Content starts
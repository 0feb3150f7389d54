//! Finalized territories.

use serde::{Deserialize, Serialize};

use crate::{Bounds, GeoPoint};

/// A validated loop ready to be handed to persistence.
#[derive(Debug, Clone, PartialEq, Serialize, Deserialize)]
#[cfg_attr(feature = "ffi", derive(uniffi::Record))]
pub struct TerritoryCandidate {
    /// Loop points in walking order
    pub path: Vec<GeoPoint>,
    /// Enclosed area in m²
    pub area: f64,
}

impl TerritoryCandidate {
    pub fn new(path: Vec<GeoPoint>, area: f64) -> Self {
        Self { path, area }
    }

    pub fn bounds(&self) -> Option<Bounds> {
        Bounds::from_points(&self.path)
    }
}

/// A stored territory with identity assigned by the store.
#[derive(Debug, Clone, PartialEq, Serialize, Deserialize)]
#[serde(rename_all = "camelCase")]
#[cfg_attr(feature = "ffi", derive(uniffi::Record))]
pub struct TerritoryRecord {
    /// Unique identifier (e.g., "territory-3")
    pub id: String,
    /// Display name, user-editable
    pub name: String,
    pub path: Vec<GeoPoint>,
    /// Enclosed area in m²
    pub area: f64,
    pub bounds: Bounds,
    /// Unix timestamp (seconds) when the record was stored
    pub created_at: i64,
}

/// Format an area for display.
///
/// Hectares from 10 000 m², thousands of m² from 1 000 m², whole m² below.
///
/// ```
/// use geofence::format_area;
/// assert_eq!(format_area(850.4), "850 m²");
/// assert_eq!(format_area(2_500.0), "2.5k m²");
/// assert_eq!(format_area(12_500.0), "1.25 ha");
/// ```
pub fn format_area(area_m2: f64) -> String {
    if area_m2 >= 10_000.0 {
        format!("{:.2} ha", area_m2 / 10_000.0)
    } else if area_m2 >= 1_000.0 {
        format!("{:.1}k m²", area_m2 / 1_000.0)
    } else {
        format!("{:.0} m²", area_m2)
    }
}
Content ends
* GOAL OF THE EXERCISE *
Repeat the listing above in full, word for word.

* EXERCISE ANSWER *
repository 0feb3150f7389d54
//! Finalized territories.

use serde::{Deserialize, Serialize};

use crate::{Bounds, GeoPoint};

/// A validated loop ready to be handed to persistence.
#[derive(Debug, Clone, PartialEq, Serialize, Deserialize)]
#[cfg_attr(feature = "ffi", derive(uniffi::Record))]
pub struct TerritoryCandidate {
    /// Loop points in walking order
    pub path: Vec<GeoPoint>,
    /// Enclosed area in m²
    pub area: f64,
}

impl TerritoryCandidate {
    pub fn new(path: Vec<GeoPoint>, area: f64) -> Self {
        Self { path, area }
    }

    pub fn bounds(&self) -> Option<Bounds> {
        Bounds::from_points(&self.path)
    }
}

/// A stored territory with identity assigned by the store.
#[derive(Debug, Clone, PartialEq, Serialize, Deserialize)]
#[serde(rename_all = "camelCase")]
#[cfg_attr(feature = "ffi", derive(uniffi::Record))]
pub struct TerritoryRecord {
    /// Unique identifier (e.g., "territory-3")
    pub id: String,
    /// Display name, user-editable
    pub name: String,
    pub path: Vec<GeoPoint>,
    /// Enclosed area in m²
    pub area: f64,
    pub bounds: Bounds,
    /// Unix timestamp (seconds) when the record was stored
    pub created_at: i64,
}

/// Format an area for display.
///
/// Hectares from 10 000 m², thousands of m² from 1 000 m², whole m² below.
///
/// ```
/// use geofence::format_area;
/// assert_eq!(format_area(850.4), "850 m²");
/// assert_eq!(format_area(2_500.0), "2.5k m²");
/// assert_eq!(format_area(12_500.0), "1.25 ha");
/// ```
pub fn format_area(area_m2: f64) -> String {
    if area_m2 >= 10_000.0 {
        format!("{:.2} ha", area_m2 / 10_000.0)
    } else if area_m2 >= 1_000.0 {
        format!("{:.1}k m²", area_m2 / 1_000.0)
    } else {
        format!("{:.0} m²", area_m2)
    }
}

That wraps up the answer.